ACTION ITEM
Print each line of the listing once more, precisely as given.

--- INFORMATION ---

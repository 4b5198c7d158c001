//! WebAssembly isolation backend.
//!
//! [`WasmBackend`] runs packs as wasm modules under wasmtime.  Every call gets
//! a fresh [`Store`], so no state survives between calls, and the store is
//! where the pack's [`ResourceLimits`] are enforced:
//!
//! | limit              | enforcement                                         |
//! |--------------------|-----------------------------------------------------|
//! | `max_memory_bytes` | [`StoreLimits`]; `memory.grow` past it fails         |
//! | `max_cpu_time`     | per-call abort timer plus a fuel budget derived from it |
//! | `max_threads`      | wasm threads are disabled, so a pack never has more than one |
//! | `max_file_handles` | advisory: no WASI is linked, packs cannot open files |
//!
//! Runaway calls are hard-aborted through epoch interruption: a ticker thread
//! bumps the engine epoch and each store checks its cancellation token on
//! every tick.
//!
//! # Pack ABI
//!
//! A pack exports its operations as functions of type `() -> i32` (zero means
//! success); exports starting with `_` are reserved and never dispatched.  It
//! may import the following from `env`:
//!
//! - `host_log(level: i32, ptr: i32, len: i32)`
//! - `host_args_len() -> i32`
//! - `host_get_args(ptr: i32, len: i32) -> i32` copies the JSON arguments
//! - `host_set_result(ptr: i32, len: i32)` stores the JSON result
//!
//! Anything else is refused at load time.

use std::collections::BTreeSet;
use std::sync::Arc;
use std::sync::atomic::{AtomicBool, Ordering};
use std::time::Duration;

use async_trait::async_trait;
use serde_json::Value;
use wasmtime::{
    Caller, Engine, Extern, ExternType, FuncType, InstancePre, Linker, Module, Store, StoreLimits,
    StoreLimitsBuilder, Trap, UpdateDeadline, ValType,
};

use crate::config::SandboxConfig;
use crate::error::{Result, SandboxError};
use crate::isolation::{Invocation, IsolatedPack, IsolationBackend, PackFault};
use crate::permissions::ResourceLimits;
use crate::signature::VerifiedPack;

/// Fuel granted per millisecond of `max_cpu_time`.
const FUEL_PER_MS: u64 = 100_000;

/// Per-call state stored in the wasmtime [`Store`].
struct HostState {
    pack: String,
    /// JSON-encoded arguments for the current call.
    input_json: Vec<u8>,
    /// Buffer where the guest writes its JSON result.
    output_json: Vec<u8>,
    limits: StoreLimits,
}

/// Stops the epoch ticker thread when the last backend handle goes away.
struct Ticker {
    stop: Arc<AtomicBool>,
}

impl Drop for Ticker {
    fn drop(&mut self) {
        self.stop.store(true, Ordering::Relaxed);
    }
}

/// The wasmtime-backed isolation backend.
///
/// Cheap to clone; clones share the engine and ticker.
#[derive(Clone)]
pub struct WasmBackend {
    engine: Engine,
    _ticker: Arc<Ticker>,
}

---

ANSWER FOR THIS EXERCISE
repository 4b5198c7d158c001
//! WebAssembly isolation backend.
//!
//! [`WasmBackend`] runs packs as wasm modules under wasmtime.  Every call gets
//! a fresh [`Store`], so no state survives between calls, and the store is
//! where the pack's [`ResourceLimits`] are enforced:
//!
//! | limit              | enforcement                                         |
//! |--------------------|-----------------------------------------------------|
//! | `max_memory_bytes` | [`StoreLimits`]; `memory.grow` past it fails         |
//! | `max_cpu_time`     | per-call abort timer plus a fuel budget derived from it |
//! | `max_threads`      | wasm threads are disabled, so a pack never has more than one |
//! | `max_file_handles` | advisory: no WASI is linked, packs cannot open files |
//!
//! Runaway calls are hard-aborted through epoch interruption: a ticker thread
//! bumps the engine epoch and each store checks its cancellation token on
//! every tick.
//!
//! # Pack ABI
//!
//! A pack exports its operations as functions of type `() -> i32` (zero means
//! success); exports starting with `_` are reserved and never dispatched.  It
//! may import the following from `env`:
//!
//! - `host_log(level: i32, ptr: i32, len: i32)`
//! - `host_args_len() -> i32`
//! - `host_get_args(ptr: i32, len: i32) -> i32` copies the JSON arguments
//! - `host_set_result(ptr: i32, len: i32)` stores the JSON result
//!
//! Anything else is refused at load time.

use std::collections::BTreeSet;
use std::sync::Arc;
use std::sync::atomic::{AtomicBool, Ordering};
use std::time::Duration;

use async_trait::async_trait;
use serde_json::Value;
use wasmtime::{
    Caller, Engine, Extern, ExternType, FuncType, InstancePre, Linker, Module, Store, StoreLimits,
    StoreLimitsBuilder, Trap, UpdateDeadline, ValType,
};

use crate::config::SandboxConfig;
use crate::error::{Result, SandboxError};
use crate::isolation::{Invocation, IsolatedPack, IsolationBackend, PackFault};
use crate::permissions::ResourceLimits;
use crate::signature::VerifiedPack;

/// Fuel granted per millisecond of `max_cpu_time`.
const FUEL_PER_MS: u64 = 100_000;

/// Per-call state stored in the wasmtime [`Store`].
struct HostState {
    pack: String,
    /// JSON-encoded arguments for the current call.
    input_json: Vec<u8>,
    /// Buffer where the guest writes its JSON result.
    output_json: Vec<u8>,
    limits: StoreLimits,
}

/// Stops the epoch ticker thread when the last backend handle goes away.
struct Ticker {
    stop: Arc<AtomicBool>,
}

impl Drop for Ticker {
    fn drop(&mut self) {
        self.stop.store(true, Ordering::Relaxed);
    }
}

/// The wasmtime-backed isolation backend.
///
/// Cheap to clone; clones share the engine and ticker.
#[derive(Clone)]
pub struct WasmBackend {
    engine: Engine,
    _ticker: Arc<Ticker>,
}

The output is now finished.